=== WHAT TO PRODUCE ===
Look through the lines below; wherever the word "status" appears, copy that line.

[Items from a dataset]
=== Section Start ===

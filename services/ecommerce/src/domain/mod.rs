//! 领域层：实体、写入模型、仓储接口

pub mod order;
pub mod product;
pub mod repository;
pub mod user;

pub use order::{NewOrder, Order};
pub use product::{NewProduct, Product};
pub use repository::{OrderRepository, ProductRepository, UserRepository};
pub use user::{NewUser, User};
//! telemetry - 可观测性库

use std::time::Duration;

use metrics::{counter, histogram};
use metrics_exporter_prometheus::{BuildError, PrometheusBuilder, PrometheusHandle};
use thiserror::Error;
use tracing_subscriber::{EnvFilter, layer::SubscriberExt, util::SubscriberInitExt};

#[derive(Debug, Error)]
pub enum TelemetryError {
    #[error("Failed to install Prometheus recorder: {0}")]
    Metrics(#[from] BuildError),
}

/// 初始化 tracing
pub fn init_tracing(log_level: &str) {
    let filter = EnvFilter::try_from_default_env().unwrap_or_else(|_| EnvFilter::new(log_level));

    tracing_subscriber::registry()
        .with(filter)
        .with(tracing_subscriber::fmt::layer())
        .init();
}

/// 初始化 JSON 格式的 tracing（生产环境）
pub fn init_tracing_json(log_level: &str) {
    let filter = EnvFilter::try_from_default_env().unwrap_or_else(|_| EnvFilter::new(log_level));

    tracing_subscriber::registry()
        .with(filter)
        .with(tracing_subscriber::fmt::layer().json())
        .init();
}

/// 初始化 Prometheus metrics
pub fn init_metrics() -> Result<PrometheusHandle, TelemetryError> {
    let handle = PrometheusBuilder::new().install_recorder()?;
    Ok(handle)
}

/// 记录 HTTP 请求
pub fn record_http_request(method: &str, route: &str, status: u16, elapsed: Duration) {
    let labels = [
        ("method", method.to_string()),
        ("route", route.to_string()),
        ("status", status.to_string()),
    ];

    counter!("http_requests_total", &labels).increment(1);
    histogram!("http_request_duration_ms", &labels).record(elapsed.as_secs_f64() * 1000.0);
}
//! 会员积分账本与等级引擎
//!
//! 记录会员的积分流水，按累计积分计算会员等级，支持消费返积分与奖品兑换。
//!
//! ## 核心功能
//!
//! - **积分入账**：按当前等级倍率将订单金额折算为积分
//! - **奖品兑换**：在账户锁与奖品锁内原子地扣减积分和库存
//! - **积分过期**：按批次（FIFO）清零到期积分
//! - **等级查询**：当前等级、下一等级与升级进度
//!
//! ## 模块结构
//!
//! - `models`: 领域模型定义
//! - `error`: 错误类型定义
//! - `config`: 业务配置（等级表、奖品目录、有效期）
//! - `tier`: 等级计算器
//! - `repository`: 账本与奖品目录仓储
//! - `lock`: 进程内锁管理
//! - `service`: 积分账本引擎
//! - `worker`: 过期处理 Worker

pub mod config;
pub mod error;
pub mod lock;
pub mod models;
pub mod repository;
pub mod service;
pub mod tier;
pub mod worker;

pub use config::{LoyaltyConfig, default_tiers};
pub use error::{LoyaltyError, Result};
pub use lock::{LockGuard, LockManager};
pub use models::*;
pub use repository::{InMemoryLedgerStore, InMemoryRewardCatalog, LedgerStore, RewardCatalog};
pub use service::{AccountOverview, EngineConfig, ExpireReport, LedgerEngine, dto};
pub use tier::{TierCalculator, TierProgress};
pub use worker::ExpireWorker;

/// 基于内存存储的引擎
pub type InMemoryLedgerEngine = LedgerEngine<InMemoryLedgerStore, InMemoryRewardCatalog>;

=== Section End ===

=== WRITTEN REPLY ===
pub fn record_http_request(method: &str, route: &str, status: u16, elapsed: Duration) {
        ("status", status.to_string()),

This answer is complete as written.